/---
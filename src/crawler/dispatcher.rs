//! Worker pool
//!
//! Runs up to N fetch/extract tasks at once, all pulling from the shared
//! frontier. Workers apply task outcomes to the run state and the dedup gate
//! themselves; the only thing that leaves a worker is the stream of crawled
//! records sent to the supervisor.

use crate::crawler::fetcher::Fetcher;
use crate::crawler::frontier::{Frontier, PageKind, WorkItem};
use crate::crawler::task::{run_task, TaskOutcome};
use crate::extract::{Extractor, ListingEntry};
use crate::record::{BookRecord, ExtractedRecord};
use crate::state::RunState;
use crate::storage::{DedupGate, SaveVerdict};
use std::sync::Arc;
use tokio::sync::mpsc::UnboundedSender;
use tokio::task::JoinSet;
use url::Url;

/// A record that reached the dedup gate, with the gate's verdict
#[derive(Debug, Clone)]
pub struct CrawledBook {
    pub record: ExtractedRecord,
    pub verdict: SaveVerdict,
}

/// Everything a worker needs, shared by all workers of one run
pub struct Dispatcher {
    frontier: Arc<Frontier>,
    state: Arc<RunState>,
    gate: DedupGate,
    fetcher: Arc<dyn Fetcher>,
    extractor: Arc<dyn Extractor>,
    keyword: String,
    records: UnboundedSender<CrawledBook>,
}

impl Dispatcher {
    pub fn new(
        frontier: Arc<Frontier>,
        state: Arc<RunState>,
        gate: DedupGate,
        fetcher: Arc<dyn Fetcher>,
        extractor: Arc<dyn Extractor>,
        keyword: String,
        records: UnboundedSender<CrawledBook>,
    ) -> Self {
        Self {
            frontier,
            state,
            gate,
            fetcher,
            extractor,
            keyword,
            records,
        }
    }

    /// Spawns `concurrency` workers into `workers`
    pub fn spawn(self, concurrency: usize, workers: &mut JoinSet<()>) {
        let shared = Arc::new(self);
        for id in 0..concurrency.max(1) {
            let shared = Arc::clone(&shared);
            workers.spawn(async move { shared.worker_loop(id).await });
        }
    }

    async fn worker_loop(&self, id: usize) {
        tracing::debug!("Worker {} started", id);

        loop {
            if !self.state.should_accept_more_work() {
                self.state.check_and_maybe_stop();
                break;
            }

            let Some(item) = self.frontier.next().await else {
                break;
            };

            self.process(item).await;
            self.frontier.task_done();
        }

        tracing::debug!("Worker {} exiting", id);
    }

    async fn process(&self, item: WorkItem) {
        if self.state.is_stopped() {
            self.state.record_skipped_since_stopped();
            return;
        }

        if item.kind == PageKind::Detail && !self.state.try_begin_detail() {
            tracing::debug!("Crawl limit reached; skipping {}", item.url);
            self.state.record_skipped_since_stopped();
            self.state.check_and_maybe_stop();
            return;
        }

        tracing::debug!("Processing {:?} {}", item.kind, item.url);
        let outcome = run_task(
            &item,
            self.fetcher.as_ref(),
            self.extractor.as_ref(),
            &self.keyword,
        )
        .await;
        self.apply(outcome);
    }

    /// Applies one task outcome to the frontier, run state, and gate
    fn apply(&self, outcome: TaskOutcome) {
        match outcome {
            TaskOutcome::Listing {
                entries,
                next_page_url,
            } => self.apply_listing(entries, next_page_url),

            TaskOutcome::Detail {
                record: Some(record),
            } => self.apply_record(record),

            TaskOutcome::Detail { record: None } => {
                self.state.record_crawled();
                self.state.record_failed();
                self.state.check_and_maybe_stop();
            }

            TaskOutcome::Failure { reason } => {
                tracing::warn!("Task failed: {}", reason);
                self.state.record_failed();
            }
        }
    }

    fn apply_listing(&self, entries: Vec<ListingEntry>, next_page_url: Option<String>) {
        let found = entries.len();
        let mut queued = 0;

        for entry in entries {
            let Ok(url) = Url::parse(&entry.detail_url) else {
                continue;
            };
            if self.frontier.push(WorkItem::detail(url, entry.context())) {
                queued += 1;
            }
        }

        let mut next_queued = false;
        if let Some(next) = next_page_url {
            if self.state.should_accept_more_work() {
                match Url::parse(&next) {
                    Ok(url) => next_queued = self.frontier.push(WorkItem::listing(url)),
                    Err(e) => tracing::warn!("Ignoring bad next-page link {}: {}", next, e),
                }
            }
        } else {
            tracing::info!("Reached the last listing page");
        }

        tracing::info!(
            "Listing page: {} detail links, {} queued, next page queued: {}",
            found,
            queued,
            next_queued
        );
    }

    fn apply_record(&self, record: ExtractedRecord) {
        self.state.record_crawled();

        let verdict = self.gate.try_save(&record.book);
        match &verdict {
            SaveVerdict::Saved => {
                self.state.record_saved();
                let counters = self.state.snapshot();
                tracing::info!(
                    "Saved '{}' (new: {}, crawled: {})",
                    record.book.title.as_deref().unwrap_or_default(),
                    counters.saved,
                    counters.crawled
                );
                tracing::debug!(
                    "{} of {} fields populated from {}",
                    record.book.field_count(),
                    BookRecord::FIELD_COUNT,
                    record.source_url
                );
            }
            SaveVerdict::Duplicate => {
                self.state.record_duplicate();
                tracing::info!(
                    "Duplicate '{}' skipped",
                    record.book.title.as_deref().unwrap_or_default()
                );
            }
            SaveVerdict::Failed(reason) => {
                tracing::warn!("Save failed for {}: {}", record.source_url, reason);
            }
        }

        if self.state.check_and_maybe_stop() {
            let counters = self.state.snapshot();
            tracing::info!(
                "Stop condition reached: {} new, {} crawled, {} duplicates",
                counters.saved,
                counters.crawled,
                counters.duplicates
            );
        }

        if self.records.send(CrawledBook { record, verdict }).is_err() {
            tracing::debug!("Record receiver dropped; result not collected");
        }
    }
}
\---
TASK DESCRIPTION: Give every record again, exactly as it appears.

SOLUTION TO THIS EXERCISE:
filename src/crawler/dispatcher.rs
//! Worker pool
//!
//! Runs up to N fetch/extract tasks at once, all pulling from the shared
//! frontier. Workers apply task outcomes to the run state and the dedup gate
//! themselves; the only thing that leaves a worker is the stream of crawled
//! records sent to the supervisor.

use crate::crawler::fetcher::Fetcher;
use crate::crawler::frontier::{Frontier, PageKind, WorkItem};
use crate::crawler::task::{run_task, TaskOutcome};
use crate::extract::{Extractor, ListingEntry};
use crate::record::{BookRecord, ExtractedRecord};
use crate::state::RunState;
use crate::storage::{DedupGate, SaveVerdict};
use std::sync::Arc;
use tokio::sync::mpsc::UnboundedSender;
use tokio::task::JoinSet;
use url::Url;

/// A record that reached the dedup gate, with the gate's verdict
#[derive(Debug, Clone)]
pub struct CrawledBook {
    pub record: ExtractedRecord,
    pub verdict: SaveVerdict,
}

/// Everything a worker needs, shared by all workers of one run
pub struct Dispatcher {
    frontier: Arc<Frontier>,
    state: Arc<RunState>,
    gate: DedupGate,
    fetcher: Arc<dyn Fetcher>,
    extractor: Arc<dyn Extractor>,
    keyword: String,
    records: UnboundedSender<CrawledBook>,
}

impl Dispatcher {
    pub fn new(
        frontier: Arc<Frontier>,
        state: Arc<RunState>,
        gate: DedupGate,
        fetcher: Arc<dyn Fetcher>,
        extractor: Arc<dyn Extractor>,
        keyword: String,
        records: UnboundedSender<CrawledBook>,
    ) -> Self {
        Self {
            frontier,
            state,
            gate,
            fetcher,
            extractor,
            keyword,
            records,
        }
    }

    /// Spawns `concurrency` workers into `workers`
    pub fn spawn(self, concurrency: usize, workers: &mut JoinSet<()>) {
        let shared = Arc::new(self);
        for id in 0..concurrency.max(1) {
            let shared = Arc::clone(&shared);
            workers.spawn(async move { shared.worker_loop(id).await });
        }
    }

    async fn worker_loop(&self, id: usize) {
        tracing::debug!("Worker {} started", id);

        loop {
            if !self.state.should_accept_more_work() {
                self.state.check_and_maybe_stop();
                break;
            }

            let Some(item) = self.frontier.next().await else {
                break;
            };

            self.process(item).await;
            self.frontier.task_done();
        }

        tracing::debug!("Worker {} exiting", id);
    }

    async fn process(&self, item: WorkItem) {
        if self.state.is_stopped() {
            self.state.record_skipped_since_stopped();
            return;
        }

        if item.kind == PageKind::Detail && !self.state.try_begin_detail() {
            tracing::debug!("Crawl limit reached; skipping {}", item.url);
            self.state.record_skipped_since_stopped();
            self.state.check_and_maybe_stop();
            return;
        }

        tracing::debug!("Processing {:?} {}", item.kind, item.url);
        let outcome = run_task(
            &item,
            self.fetcher.as_ref(),
            self.extractor.as_ref(),
            &self.keyword,
        )
        .await;
        self.apply(outcome);
    }

    /// Applies one task outcome to the frontier, run state, and gate
    fn apply(&self, outcome: TaskOutcome) {
        match outcome {
            TaskOutcome::Listing {
                entries,
                next_page_url,
            } => self.apply_listing(entries, next_page_url),

            TaskOutcome::Detail {
                record: Some(record),
            } => self.apply_record(record),

            TaskOutcome::Detail { record: None } => {
                self.state.record_crawled();
                self.state.record_failed();
                self.state.check_and_maybe_stop();
            }

            TaskOutcome::Failure { reason } => {
                tracing::warn!("Task failed: {}", reason);
                self.state.record_failed();
            }
        }
    }

    fn apply_listing(&self, entries: Vec<ListingEntry>, next_page_url: Option<String>) {
        let found = entries.len();
        let mut queued = 0;

        for entry in entries {
            let Ok(url) = Url::parse(&entry.detail_url) else {
                continue;
            };
            if self.frontier.push(WorkItem::detail(url, entry.context())) {
                queued += 1;
            }
        }

        let mut next_queued = false;
        if let Some(next) = next_page_url {
            if self.state.should_accept_more_work() {
                match Url::parse(&next) {
                    Ok(url) => next_queued = self.frontier.push(WorkItem::listing(url)),
                    Err(e) => tracing::warn!("Ignoring bad next-page link {}: {}", next, e),
                }
            }
        } else {
            tracing::info!("Reached the last listing page");
        }

        tracing::info!(
            "Listing page: {} detail links, {} queued, next page queued: {}",
            found,
            queued,
            next_queued
        );
    }

    fn apply_record(&self, record: ExtractedRecord) {
        self.state.record_crawled();

        let verdict = self.gate.try_save(&record.book);
        match &verdict {
            SaveVerdict::Saved => {
                self.state.record_saved();
                let counters = self.state.snapshot();
                tracing::info!(
                    "Saved '{}' (new: {}, crawled: {})",
                    record.book.title.as_deref().unwrap_or_default(),
                    counters.saved,
                    counters.crawled
                );
                tracing::debug!(
                    "{} of {} fields populated from {}",
                    record.book.field_count(),
                    BookRecord::FIELD_COUNT,
                    record.source_url
                );
            }
            SaveVerdict::Duplicate => {
                self.state.record_duplicate();
                tracing::info!(
                    "Duplicate '{}' skipped",
                    record.book.title.as_deref().unwrap_or_default()
                );
            }
            SaveVerdict::Failed(reason) => {
                tracing::warn!("Save failed for {}: {}", record.source_url, reason);
            }
        }

        if self.state.check_and_maybe_stop() {
            let counters = self.state.snapshot();
            tracing::info!(
                "Stop condition reached: {} new, {} crawled, {} duplicates",
                counters.saved,
                counters.crawled,
                counters.duplicates
            );
        }

        if self.records.send(CrawledBook { record, verdict }).is_err() {
            tracing::debug!("Record receiver dropped; result not collected");
        }
    }
}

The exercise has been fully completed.